So how have we produced a generation so fixated on success that it is core to their identity, and so disenfranchised with the idea of family that it is an afterthought? Julie Lythcott- Haim, former Dean of freshmen and undergraduate advising at Stanford University, recounts her time serving on the University’s mental health task force from 2006 to 2008, in a great piece for Slate. ‘Often brilliant, always accomplished, these students would sit on my couch holding their fragile, brittle parts together, resigned to the fact that these outwardly successful situations were their miserable lives. … I heard plenty of stories from college students who believed they had to study science (or medicine, or engineering), just as they’d had to play piano, and do community service for Africa, and, and, and. I talked with kids completely uninterested in the items on their own résumés. Some shrugged off any right to be bothered by their own lack of interest in what they were working on, saying, “My parents know what’s best for me.”
The thrust of Lythcott-Haim’s argument is that parents are not properly equipping their children in terms of life skills but then are asking for so much of them when it comes to academics. However, her proof for this theory is not just anecdotal experience, she argues that recent data, like the 2013 survey from the American College Health Association of approximately 100,000 college students from 153 different campuses supports this. It reported that in the last twelve months, 84.3 percent felt overwhelmed by all they had to do, 60.5% felt very sad 57% felt very lonely, 51.3% percent felt overwhelming anxiety and 8.0 percent seriously considered suicide. As these symptoms are across all so many different campuses, Lythcott-Haim believes that the source of this anxiety is found in ‘some facet of American childhood itself.’
‘When parents have tended to do the stuff of life for kids—the waking up, the transporting, the reminding about deadlines and obligations, the bill-paying, the question-asking, the decision-making, the responsibility-taking, the talking to strangers, and the confronting of authorities, kids may be in for quite a shock when parents turn them loose in the world of college or work. They will experience setbacks, which will feel to them like failure. Lurking beneath the problem of whatever thing needs to be handled is the student’s inability to differentiate the self from the parent. … The research shows that figuring out for themselves is a critical element to people’s mental health. Your kids have to be there for themselves. That’s a harder truth to swallow when your kid is in the midst of a problem or worse, a crisis, but taking the long view, it’s the best medicine for them.’
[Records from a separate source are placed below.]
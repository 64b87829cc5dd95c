//! Canonicalization lowers linear operator trees into standard form.
//!
//! This module converts each node into a `LinExpr`: sparse coefficient
//! blocks per variable plus a constant vector, both over the node's
//! flattened output.

pub mod evaluator;
pub mod lin_expr;

pub use evaluator::Evaluator;
pub use lin_expr::LinExpr;
//! Build settings.

/// Options controlling a canonicalization run.
#[derive(Debug, Clone)]
pub struct BuildSettings {
    /// Cache lowered subexpressions by node identity for the whole build.
    pub memoize: bool,
    /// Reject variables whose column ranges overlap.
    pub check_column_overlap: bool,
    /// Entries of `A` with magnitude at most this are dropped after summing.
    pub zero_tol: f64,
}

impl Default for BuildSettings {
    fn default() -> Self {
        BuildSettings {
            memoize: true,
            check_column_overlap: true,
            zero_tol: 0.0,
        }
    }
}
Recently, Cardinal Lorenzo Baldisseri, the cardinal overseeing the Synod of Youth, Faith and Vocational Discernment said something intriguing when asked about all of the research that the Vatican had carried out. ‘Do you know who young people ask for the most? Their father and mother. It’s interesting – their parents. We know the family is in crisis, there’s separation, internal questions, but in our research we asked the youth who they wanted to be near them – it was their parents, then teachers and educators and finally the Church.’
In the context of all the turmoil and flux of multiple familial situations, the cardinal’s statement I think expresses the heart of the matter; young people crave a stable love from their parents, and many have had to go without that, adjusting to shifting roles within shifting units. Perhaps this is also why they are so determined to achieve, and why success is core to their identity, because at least in a professional sense they can stabilize themselves, and create stability for their future families.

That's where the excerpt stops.